Giovanna regina di Navarra

Enciclopedia Dantesca (1970)

Giovanna regina di Navarra

Pietro Palumbo

Alla fine della violenta rassegna dell'aquila, il biasimo rivolto ai sovrani è indiretto, perché sono ricordati i regni, e non i reggitori. In questo contesto si trova l'allusione a G. e al suo governo, troppo condizionato dalla politica francese: e beata Navarra, / se s'armasse del monte che la fascia! (Pd XIX 143-144); l'Ottimo infatti commenta: " Vedendo l'Autore, che il regno di Navarra pervenia sotto la signoria de' superbi Franceschi, e discadea alla casa di Francia, e' dice beata, s'ella si difendesse in su gli monti che le sono d'intorno, e non ricevesse quelli superbi re di Francia, li quali la faranno vivere sotto misero servaggio ". Immediatamente dopo D. allude alle sofferenze di Nicosia e Famagosta: E creder de' ciascun che già, per arra / di questo, Niccosïa e Famagosta / per la lor bestia si lamenti e garra, che dal fianco de l'altre non si scosta (vv. 145-148): un rapporto fra la triste situazione della Navarra e quella di Cipro è da vedere nel fatto che in quell'isola regnava allora un sovrano di stirpe francese, Enrico II di Lusignano.

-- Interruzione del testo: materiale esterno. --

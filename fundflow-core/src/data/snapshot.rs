//! Shares-outstanding snapshot parsing.
//!
//! A holdings export opens with a short metadata header before the holdings
//! table itself:
//!
//! ```text
//! iShares MSCI South Korea ETF
//! Fund Holdings as of,"Feb 25, 2026"
//! Inception Date,"May 09, 2000"
//! Shares Outstanding,"116,000,000.00"
//! ```
//!
//! Only the as-of date and the shares count are extracted.

use crate::domain::SharesSnapshot;
use chrono::NaiveDate;
use thiserror::Error;

/// Number of leading lines searched for metadata.
const HEADER_LINES: usize = 10;

const AS_OF_LABEL: &str = "fund holdings as of";
const SHARES_LABEL: &str = "shares outstanding";

#[derive(Debug, Clone, PartialEq, Eq, Error)]
pub enum SnapshotError {
    #[error("no 'Fund Holdings as of' line in snapshot header")]
    MissingAsOfDate,

    #[error("no 'Shares Outstanding' line in snapshot header")]
    MissingSharesOutstanding,

    #[error("invalid as-of date '{0}'")]
    InvalidDate(String),

    #[error("invalid shares outstanding '{0}'")]
    InvalidShares(String),
}

pub fn parse_snapshot(text: &str) -> Result<SharesSnapshot, SnapshotError> {
    let mut as_of = None;
    let mut shares = None;

    for line in text.lines().take(HEADER_LINES) {
        let line = line.trim().trim_start_matches('\u{feff}');
        let Some((label, value)) = line.split_once(',') else {
            continue;
        };
        let label = label.trim().trim_matches('"').to_ascii_lowercase();

        if as_of.is_none() && label.starts_with(AS_OF_LABEL) {
            as_of = Some(parse_as_of(value)?);
        } else if shares.is_none() && label.starts_with(SHARES_LABEL) {
            shares = Some(parse_shares(value)?);
        }
    }

    Ok(SharesSnapshot {
        as_of: as_of.ok_or(SnapshotError::MissingAsOfDate)?,
        shares_outstanding: shares.ok_or(SnapshotError::MissingSharesOutstanding)?,
    })
}

fn parse_as_of(raw: &str) -> Result<NaiveDate, SnapshotError> {
    let value = raw.replace('"', "");
    let value = value.trim().trim_end_matches(',').trim();
    if let Ok(date) = NaiveDate::parse_from_str(value, "%b %d, %Y") {
        return Ok(date);
    }

    // Split across columns: `"Feb 25"," 2026"` leaves irregular spacing.
    let joined = value
        .split(',')
        .map(str::trim)
        .filter(|p| !p.is_empty())
        .collect::<Vec<_>>()
        .join(", ");
    NaiveDate::parse_from_str(&joined, "%b %d, %Y")
        .map_err(|_| SnapshotError::InvalidDate(value.to_string()))
}

fn parse_shares(raw: &str) -> Result<u64, SnapshotError> {
    let value: String = raw.chars().filter(|c| *c != '"' && *c != ',').collect();
    let value = value.trim();
    let invalid = || SnapshotError::InvalidShares(value.to_string());

    let parsed: f64 = value.parse().map_err(|_| invalid())?;
    if !parsed.is_finite() || parsed < 0.0 || parsed >= u64::MAX as f64 {
        return Err(invalid());
    }
    Ok(parsed.trunc() as u64)
}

Al tempo della visione la Navarra era retta dalla regina Giovanna I. Figlia di Enrico I, salì al trono alla morte del padre, nel 1274; ma essendo molto piccola, a causa delle agitazioni politiche fuggì in Francia con la madre Bianca di Artois; fu educata alla corte di Filippo II re di Francia, e nel 1284 sposò il figlio di questo, Filippo IV il Bello. Questo matrimonio aprì la strada al dominio francese in Navarra, ma G. amministrò il suo regno con autorità, intelligenza e saggezza. Morta nel 1304, le successe il figlio Luigi, mentre ancora viveva il padre; alla morte di questo, Luigi assunse per primo il titolo di re di Francia e di Navarra.